Culpabilité


Adamaï avait rejoint les autres, pour être interpelé par Evangelyne qui avait remarqué l'absence d'Amalia et lui demandait, visiblement inquiète, s'il l'avait vue. Yugo, lui aussi, s'était arrêté pour savoir où était la princesse.

« Elle se sentait un peu fatiguée et a décidé de rester en arrière un moment, pour se reposer. Elle nous rejoindra après.

- Elle est restée seule, s'écria Evangelyne ? Non, ça ne va pas, il faut que quelqu'un reste avec elle ! »

La jeune Crâ n'eut cependant pas le temps de faire quoi que ce soit, avant que son bébé ne se fasse sentir, et que sa fille Elely ne lui prenne la main pour l'entraîner avec elle pour lui montrer quelque chose.

« Attends Elely, je.. »

Mais rien à faire, sa fille ne l'écoutait pas. Yugo décida d'aller rejoindre la princesse. Evangelyne tenta une dernière fois de l'accompagner, mais sa fille ne lui laissa pas la moindre chance, et elle ne put que regarde le jeune Éliatrope disparaître sans l'attendre. Adamaï s'approcha de la jeune Crâ et lui dit :

« Ne t'inquiète pas, Yugo va veiller sur elle. Et puis... je crois qu'ils ont des choses à se dire.

- Tu as sans doute raison... Mais je ne peux pas m'empêcher de penser que je devrais lui parler...

- Pour le moment, ne devrais-tu pas plutôt t'occuper de ton fils ? Il a l'air bien agité...

- Oui, en effet ! Doucement bébé, je vais te nourrir... »
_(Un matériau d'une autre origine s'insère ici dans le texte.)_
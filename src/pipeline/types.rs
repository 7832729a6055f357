//! Shared types for the classification pipeline.

use chrono::{DateTime, Utc};
use serde::{Deserialize, Serialize};

use crate::directory::StaffRecord;

// ── Email input ─────────────────────────────────────────────────────

/// An inbound email to classify.
#[derive(Debug, Clone, PartialEq, Eq, Serialize, Deserialize)]
pub struct EmailInput {
    pub subject: String,
    pub body: String,
    /// Sender address, empty when unknown.
    #[serde(default)]
    pub sender: String,
    /// Free-form date, empty when unknown.
    #[serde(default)]
    pub date: String,
}

impl EmailInput {
    pub fn new(subject: impl Into<String>, body: impl Into<String>) -> Self {
        Self {
            subject: subject.into(),
            body: body.into(),
            sender: String::new(),
            date: String::new(),
        }
    }

    pub fn with_sender(mut self, sender: impl Into<String>) -> Self {
        self.sender = sender.into();
        self
    }

    pub fn with_date(mut self, date: impl Into<String>) -> Self {
        self.date = date.into();
        self
    }
}

// ── Staff recommendation ────────────────────────────────────────────

/// A directory entry proposed as a handler, with its match score.
#[derive(Debug, Clone, PartialEq, Eq, Serialize, Deserialize)]
pub struct RecommendedStaff {
    #[serde(flatten)]
    pub record: StaffRecord,
    pub match_score: u32,
}

// ── Classification state ────────────────────────────────────────────

/// Progress of a single classification request.
///
/// `BackendFailed`, `ParseFailed` and `Done` are terminal.
#[derive(Debug, Clone, Copy, Default, PartialEq, Eq, Serialize, Deserialize)]
#[serde(rename_all = "snake_case")]
pub enum ClassificationState {
    #[default]
    Built,
    Requested,
    Responded,
    BackendFailed,
    Parsed,
    ParseFailed,
    Matched,
    Done,
}

impl ClassificationState {
    pub fn is_terminal(self) -> bool {
        matches!(self, Self::BackendFailed | Self::ParseFailed | Self::Done)
    }

    /// Short label for logging.
    pub fn label(self) -> &'static str {
        match self {
            Self::Built => "built",
            Self::Requested => "requested",
            Self::Responded => "responded",
            Self::BackendFailed => "backend_failed",
            Self::Parsed => "parsed",
            Self::ParseFailed => "parse_failed",
            Self::Matched => "matched",
            Self::Done => "done",
        }
    }
}

// ── Classification result ───────────────────────────────────────────

/// Outcome of classifying one email.
///
/// Every field has a safe default, so a request that failed half-way is
/// still a well-formed value.
#[derive(Debug, Clone, Default, Serialize, Deserialize)]
pub struct ClassificationResult {
    pub category: String,
    pub category_description: String,
    pub urgency: String,
    pub urgency_reason: String,
    pub summary: String,
    pub key_points: Vec<String>,
    pub recommended_department: String,
    pub recommended_lab: String,
    pub recommended_team: String,
    pub recommended_researchers: Vec<RecommendedStaff>,
    pub suggested_actions: Vec<String>,
    pub raw_response: String,
    /// State the request ended in.
    pub state: ClassificationState,
    /// When the request finished.
    pub classified_at: Option<DateTime<Utc>>,
}

impl ClassificationResult {
    /// Whether the backend produced a usable structured answer.
    pub fn is_success(&self) -> bool {
        self.state == ClassificationState::Done
    }
}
Elle regardait encore derrière elle, alors qu'il n'y avait déjà plus aucune trace de Yugo. Les autres avaient fini par trouver un endroit où installer un camp et se mettaient au travail. On se reposait, on se soignait. Rapidement, tout le monde finit par s'endormir à cause de la fatigue accumulée.

x

Yugo trouva rapidement la princesse, complètement recroquevillée sur elle-même. Il pouvait entendre les sanglots étouffés.

« Amalia... ça va ? »

En entendant sa voix, la jeune femme sursauta et essaya d'essuyer ses larmes en vain. Elle lui répondit difficilement :

« Oui, tout va bien, je vais bien ! Tu peux y aller !

- Tu pleures ?

- Non ! Tout va bien ! Laisse-moi ! »

Mais au lieu d'obtempérer, l'Éliatrope s'approcha de la Sadida et lui prit doucement les épaules pour la relever et voir son visage en pleurs.

« Amalia... Qu'est-ce qu'il y a ? S'il-te-plaît, dis-moi...

- ... Ce n'est rien.

- Visiblement, si c'est quelque chose...

- C'est juste que... Je... Ils... Ma faute... J'aurais dû...

- Qu'est-ce que tu racontes ?

- Echo et Oropo ! Ils ne nous pas suivi... Ils sont morts !

- Ce n'est pas de ta faute !

- J'aurais dû faire quelque chose ! J'aurais dû agir... faire quelque chose ! Les convaincre ! J'aurais dû...

- Amalia ! Ce n'est pas de ta faute. Si quelqu'un doit porter le blâme pour ça, c'est moi... »

Mais Amalia ne l'écoutait déjà plus, ne pouvait plus l'entendre, alors qu'une culpabilité sourde l'envahissait en remontant doucement comme une vague. Elle continuait à parler, sans savoir vraiment ce qu'elle racontait, ni si ce qu'elle disait avait un sens.

« Et mon père ! Et mon frère ! Je devrais être à leurs côtés, pour les soutenir, pour les aider, pour, pour... Je... Je ne devrais pas être ici à batifoler ici à ne rien faire ! Armand a raison, je suis une honte ! »

Et de repartir en sanglots devant un Yugo atterré alors qu'il commençait à saisir l'ampleur de la détresse de son amie. Il ne savait pas trop quoi faire, ne parvenant pas à trouver les mots pour la calmer, et la prit donc dans ses bras, la serrant un peu plus contre lui à chacun de ses sanglots. L'Éliatrope passait sa main dans les cheveux de la Sadida en murmurant doucement qu'elle n'y était pour rien et qu'elle n'était pas une honte, essayant de la calmer comme il le pouvait. Il lui rappelait tout ce qu'elle avait fait de bien, listait ses qualités, et la laissa pleurer, pleurer et pleurer autant qu'elle le voulait et qu'elle en avait besoin.

Au bout d'un moment, Amalia finit par s'endormir, toujours dans les bras de Yugo qui l'allongea doucement sur ses genoux, restant à ses côtés pour veiller sur elle. Il utilisa son wakfu pour vérifier où se trouvait les autres, avant de s'endormir à son tour.